18/08/2025
Dokladnie tak ! ☺️
Dlaczego w technice Bowena nie potrzeba mocnego nacisku ani bólu, a mimo to terapia działa?
Nie chodzi tu o forsowanie ciała czy rozbijanie napięć siłą, lecz o subtelną komunikację z tkankami. Delikatny dotyk jest jak zaproszenie do zmiany – nie konfrontacja, lecz propozycja. To podobne do otwierania drzwi: można próbować wyważyć je łomem, ryzykując ich uszkodzenie, albo użyć odpowiedniego klucza, który otworzy je lekko i bez wysiłku.

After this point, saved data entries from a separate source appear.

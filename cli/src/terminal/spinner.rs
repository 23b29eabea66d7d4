use std::io::{self, Write};
use std::sync::OnceLock;
use std::time::Duration;

use colored::*;
use indicatif::{ProgressBar, ProgressStyle};
use portsweep_common::network::target::ScanTarget;

use crate::terminal::colors;

const TICK: Duration = Duration::from_millis(100);

pub struct SpinnerHandle {
    spinner: ProgressBar,
}

impl SpinnerHandle {
    pub fn set_message(&self, msg: String) {
        self.spinner.set_message(msg);
    }

    pub fn finish_and_clear(&self) {
        self.spinner.finish_and_clear();
    }

    /// Runs `f` with the spinner line cleared, redrawing it afterwards.
    pub fn suspend<F: FnOnce() -> R, R>(&self, f: F) -> R {
        self.spinner.suspend(f)
    }
}

static SPINNER: OnceLock<SpinnerHandle> = OnceLock::new();

pub fn get_spinner() -> &'static SpinnerHandle {
    SPINNER.get_or_init(init_spinner)
}

fn init_spinner() -> SpinnerHandle {
    let pb: ProgressBar = ProgressBar::new_spinner();
    let style: ProgressStyle = ProgressStyle::with_template("{spinner:.blue} {msg} {elapsed:.dim}")
        .unwrap_or_else(|_| ProgressStyle::default_spinner())
        .tick_strings(&[
            "▁▁▁▁▁",
            "▁▂▂▂▁",
            "▁▄▂▄▁",
            "▂▄▆▄▂",
            "▄▆█▆▄",
            "▂▄▆▄▂",
            "▁▄▂▄▁",
            "▁▂▂▂▁",
        ]);

    pb.set_style(style);
    pb.enable_steady_tick(TICK);

    SpinnerHandle { spinner: pb }
}

/// Clears the spinner if one was ever started.
pub fn finish() {
    if let Some(handle) = SPINNER.get() {
        handle.finish_and_clear();
    }
}

fn suspended<F: FnOnce() -> R, R>(f: F) -> R {
    match SPINNER.get() {
        Some(handle) => handle.suspend(f),
        None => f(),
    }
}

pub fn report_scan_progress(index: usize, total: usize, target: &ScanTarget) {
    get_spinner().set_message(format!(
        "Scanning {}: {} of {}",
        target.as_str().color(colors::PRIMARY),
        index.to_string().green().bold(),
        total.to_string().bold()
    ));
}

/// Log output, written to stderr around the spinner.
pub struct SpinnerWriter;

impl Write for SpinnerWriter {
    fn write(&mut self, buf: &[u8]) -> io::Result<usize> {
        suspended(|| io::stderr().lock().write_all(buf))?;
        Ok(buf.len())
    }

    fn flush(&mut self) -> io::Result<()> {
        io::stderr().flush()
    }
}

/// Report output, written to stdout around the spinner.
pub struct SuspendedStdout;

impl Write for SuspendedStdout {
    fn write(&mut self, buf: &[u8]) -> io::Result<usize> {
        suspended(|| io::stdout().lock().write_all(buf))?;
        Ok(buf.len())
    }

    fn flush(&mut self) -> io::Result<()> {
        suspended(|| io::stdout().flush())
    }
}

Praca oparta na szacunku do ciała, uwzględniająca jego granice i przyczyny bólu, sprawia, że układ nerwowy nie odbiera dotyku jako zagrożenia. Wtedy mięśnie same się rozluźniają, ruch wraca naturalnie, a ciało stopniowo uczy się zdrowszych wzorców. Zasada jest prosta: im mniej oporu, tym większa zmiana. Delikatność w terapii nie oznacza braku skuteczności – przeciwnie, to sposób działania zgodny z naturą organizmu.
Nie chodzi o wymuszanie, lecz o współpracę. To właśnie spokojny, precyzyjny dotyk otwiera drogę do głębokiej transformacji.